───── Records provided ─────
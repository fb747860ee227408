#![deny(
    unsafe_code,
    missing_docs,
    dead_code,
    unused_results,
    non_snake_case,
    unreachable_pub
)]

//! Command-line adapter that plays Hex Voyage sessions from action scripts.

mod scene;
mod script;
mod settings;
mod svg;
mod text;

use std::{
    fs,
    io::{self, Read},
    path::{Path, PathBuf},
};

use anyhow::{Context, Result};
use clap::Parser;
use hex_voyage_rendering::RenderingBackend;
use hex_voyage_system_naming::{Config as NamingConfig, ProceduralNames};
use hex_voyage_world::GameStore;
use tracing::{info, warn};
use tracing_subscriber::EnvFilter;

use crate::{settings::Settings, svg::SvgBackend, text::TextBackend};

/// Command-line arguments accepted by the Hex Voyage binary.
#[derive(Debug, Parser)]
#[command(name = "hex-voyage", about = "Plays a Hex Voyage session from an action script")]
struct CliArgs {
    /// TOML file with board, ship and layout settings.
    #[arg(long, value_name = "FILE")]
    config: Option<PathBuf>,
    /// Seed for procedural tile names. Random when neither flag nor config sets it.
    #[arg(long)]
    seed: Option<u64>,
    /// Action script, one action per line. Standard input when omitted.
    #[arg(long, value_name = "FILE")]
    script: Option<PathBuf>,
    /// Print the final state as JSON instead of a text frame.
    #[arg(long)]
    json: bool,
    /// Print a text frame after every committed action.
    #[arg(long)]
    frames: bool,
    /// Stop at the first rejected action and exit with an error.
    #[arg(long)]
    strict: bool,
    /// Write the final map to an SVG file.
    #[arg(long, value_name = "FILE")]
    svg: Option<PathBuf>,
}

/// Entry point for the Hex Voyage command-line interface.
fn main() -> Result<()> {
    init_tracing();
    let args = CliArgs::parse();

    let settings = Settings::load(args.config.as_deref())?;
    let layout = settings.layout()?;
    let seed = args.seed.or(settings.seed).unwrap_or_else(rand::random);
    info!(seed, "starting session");

    let names = ProceduralNames::new(NamingConfig::new(seed));
    let mut store = GameStore::new_game(&settings.game, names);

    if args.frames {
        let mut backend = TextBackend::new(io::stdout());
        let _ = store.subscribe(move |state, _events| {
            if let Err(error) = backend.present(&scene::build(state, layout)) {
                warn!(%error, "failed to present frame");
            }
        });
    }

    let source = read_script(args.script.as_deref())?;
    let summary = script::run(&mut store, &source, args.strict)?;
    info!(
        applied = summary.applied,
        rejected = summary.rejected,
        revision = store.revision(),
        "script finished"
    );

    let state = store.read();
    if args.json {
        let json =
            serde_json::to_string_pretty(&*state).context("failed to encode the final state")?;
        println!("{json}");
    } else if !args.frames {
        TextBackend::new(io::stdout()).present(&scene::build(&state, layout))?;
    }

    if let Some(path) = args.svg {
        SvgBackend::new(path).present(&scene::build(&state, layout))?;
    }

    Ok(())
}

fn init_tracing() {
    let filter = EnvFilter::try_from_default_env().unwrap_or_else(|_| EnvFilter::new("info"));
    tracing_subscriber::fmt()
        .with_env_filter(filter)
        .with_target(false)
        .with_writer(io::stderr)
        .compact()
        .init();
}

fn read_script(path: Option<&Path>) -> Result<String> {
    match path {
        Some(path) => fs::read_to_string(path)
            .with_context(|| format!("failed to read script {}", path.display())),
        None => {
            let mut source = String::new();
            let _ = io::stdin()
                .read_to_string(&mut source)
                .context("failed to read script from standard input")?;
            Ok(source)
        }
    }
}
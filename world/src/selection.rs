//! Two-phase pointer selection.
//!
//! A press focuses a tile, a release confirms it. Any camera gesture between
//! the two cancels the focus, so dragging the map never selects a tile.

use hex_voyage_core::TileId;
use serde::Serialize;

use crate::Precondition;

/// Selection progress for the pointer interaction.
#[derive(Clone, Copy, Debug, Default, PartialEq, Eq, Serialize)]
pub enum Selection {
    /// Nothing pressed and nothing selected.
    #[default]
    Idle,
    /// A tile is pressed; an earlier selection, if any, is kept until confirmed.
    Focused {
        /// Tile under the pointer.
        tile: TileId,
        /// Selection that was active before the press.
        selected: Option<TileId>,
    },
    /// A tile is the confirmed target.
    Selected {
        /// Confirmed tile.
        tile: TileId,
    },
}

impl Selection {
    /// Tile pressed but not yet confirmed.
    #[must_use]
    pub const fn focused(&self) -> Option<TileId> {
        match self {
            Self::Focused { tile, .. } => Some(*tile),
            Self::Idle | Self::Selected { .. } => None,
        }
    }

    /// Confirmed target tile.
    #[must_use]
    pub const fn selected(&self) -> Option<TileId> {
        match self {
            Self::Idle => None,
            Self::Focused { selected, .. } => *selected,
            Self::Selected { tile } => Some(*tile),
        }
    }

    pub(crate) const fn focus(self, tile: TileId) -> Self {
        Self::Focused {
            tile,
            selected: self.selected(),
        }
    }

    pub(crate) fn confirm(self) -> Result<Self, Precondition> {
        match self {
            Self::Focused { tile, .. } => Ok(Self::Selected { tile }),
            Self::Idle | Self::Selected { .. } => Err(Precondition::FocusedTile),
        }
    }

    /// Drops a pending focus, returning the new state and the abandoned tile.
    pub(crate) const fn cancel(self) -> (Self, Option<TileId>) {
        match self {
            Self::Focused {
                tile,
                selected: Some(selected),
            } => (Self::Selected { tile: selected }, Some(tile)),
            Self::Focused {
                tile,
                selected: None,
            } => (Self::Idle, Some(tile)),
            Self::Idle | Self::Selected { .. } => (self, None),
        }
    }
}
─────
Your answer should be all lines from the data that contain "stdout".

### Response to this exercise
        let mut backend = TextBackend::new(io::stdout());
        TextBackend::new(io::stdout()).present(&scene::build(&state, layout))?;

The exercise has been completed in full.